■ Record set ■
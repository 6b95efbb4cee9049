use async_trait::async_trait;
use base64::engine::general_purpose::URL_SAFE_NO_PAD;
use base64::Engine;
use futures_util::StreamExt;
use sha2::{Digest, Sha256};
use wayfinder_core::{sandbox_subdomain, Gateway, VerificationResult, VerificationStrategy, VerifyInput, WayfinderError};

use crate::tee::ByteStream;

const DIGEST_HEADER: &str = "x-ar-io-digest";

/// Consumes the stream, computing SHA-256 incrementally and encoding it as
/// base64url (no padding), then cross-checks the result against a digest
/// fetched concurrently from the configured trusted gateways.
///
/// Trusted-digest lookup is HEAD -> GET -> HEAD against
/// `scheme://<sandbox>.<gateway-host>/<txId>`: the GET exists purely to warm
/// a gateway's cache when the first HEAD doesn't carry the digest header.
pub struct HashVerification {
    client: reqwest::Client,
    trusted_gateways: Vec<Gateway>,
}

impl HashVerification {
    pub fn new(client: reqwest::Client, trusted_gateways: Vec<Gateway>) -> Self {
        Self {
            client,
            trusted_gateways,
        }
    }

    async fn fetch_one_digest(&self, gateway: &Gateway, sandbox: &str, tx_id: &str) -> Option<String> {
        let url = gateway.request_url(Some(sandbox), tx_id);

        if let Ok(resp) = self.client.head(&url).send().await {
            if let Some(digest) = extract_digest(&resp) {
                return Some(digest);
            }
        }

        // Warm the gateway's cache; the digest is commonly only computed
        // (and cached) once the gateway has actually served the bytes.
        let _ = self.client.get(&url).send().await;

        if let Ok(resp) = self.client.head(&url).send().await {
            if let Some(digest) = extract_digest(&resp) {
                return Some(digest);
            }
        }

        None
    }

    async fn fetch_trusted_digest(&self, tx_id: &str) -> Result<String, WayfinderError> {
        let sandbox = sandbox_subdomain(tx_id)?;
        let responses = futures_util::future::join_all(
            self.trusted_gateways
                .iter()
                .map(|gw| self.fetch_one_digest(gw, &sandbox, tx_id)),
        )
        .await;

        let mut trusted: Option<String> = None;
        for digest in responses.into_iter().flatten() {
            match &trusted {
                None => trusted = Some(digest),
                Some(existing) if *existing != digest => {
                    tracing::warn!(tx_id = %tx_id, existing = %existing, digest = %digest, "trusted gateways disagree on digest");
                    return Err(WayfinderError::DigestMismatch {
                        tx_id: tx_id.to_string(),
                    });
                }
                _ => {}
            }
        }

        trusted.ok_or_else(|| {
            WayfinderError::verification_failed("hash", "no trusted gateway returned a digest")
        })
    }

    async fn compute_hash(mut data: ByteStream) -> Result<String, WayfinderError> {
        let mut hasher = Sha256::new();
        while let Some(chunk) = data.next().await {
            hasher.update(chunk?);
        }
        Ok(URL_SAFE_NO_PAD.encode(hasher.finalize()))
    }
}

fn extract_digest(resp: &reqwest::Response) -> Option<String> {
    resp.headers()
        .get(DIGEST_HEADER)
        .and_then(|v| v.to_str().ok())
        .map(str::to_string)
}

#[async_trait]
impl VerificationStrategy for HashVerification {
    async fn verify_data(
        &self,
        data: ByteStream,
        input: VerifyInput,
    ) -> Result<VerificationResult, WayfinderError> {
        let tx_id = input.tx_id.clone();
        let (trusted_digest, computed) =
            tokio::join!(self.fetch_trusted_digest(&tx_id), Self::compute_hash(data));
        let computed = computed?;
        let trusted_digest = trusted_digest?;

        if computed != trusted_digest {
            return Err(WayfinderError::DigestMismatch { tx_id });
        }

        Ok(VerificationResult {
            tx_id,
            verified: true,
            hash: Some(computed),
            error: None,
            timestamp: chrono::Utc::now(),
            content: None,
            content_type: input.headers.get("content-type").cloned(),
            headers: input.headers,
        })
    }

    fn trusted_gateways(&self) -> &[Gateway] {
        &self.trusted_gateways
    }

    fn name(&self) -> &'static str {
        "hash"
    }
}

■ Your task ■
Here the output must be the lines above from the line with "let _ = self.client.get(&url).send().await;" to the line with "Some(existing) if *existing", both included, duplicated word for word and nothing else.

■ Your solution ■
        let _ = self.client.get(&url).send().await;

        if let Ok(resp) = self.client.head(&url).send().await {
            if let Some(digest) = extract_digest(&resp) {
                return Some(digest);
            }
        }

        None
    }

    async fn fetch_trusted_digest(&self, tx_id: &str) -> Result<String, WayfinderError> {
        let sandbox = sandbox_subdomain(tx_id)?;
        let responses = futures_util::future::join_all(
            self.trusted_gateways
                .iter()
                .map(|gw| self.fetch_one_digest(gw, &sandbox, tx_id)),
        )
        .await;

        let mut trusted: Option<String> = None;
        for digest in responses.into_iter().flatten() {
            match &trusted {
                None => trusted = Some(digest),
                Some(existing) if *existing != digest => {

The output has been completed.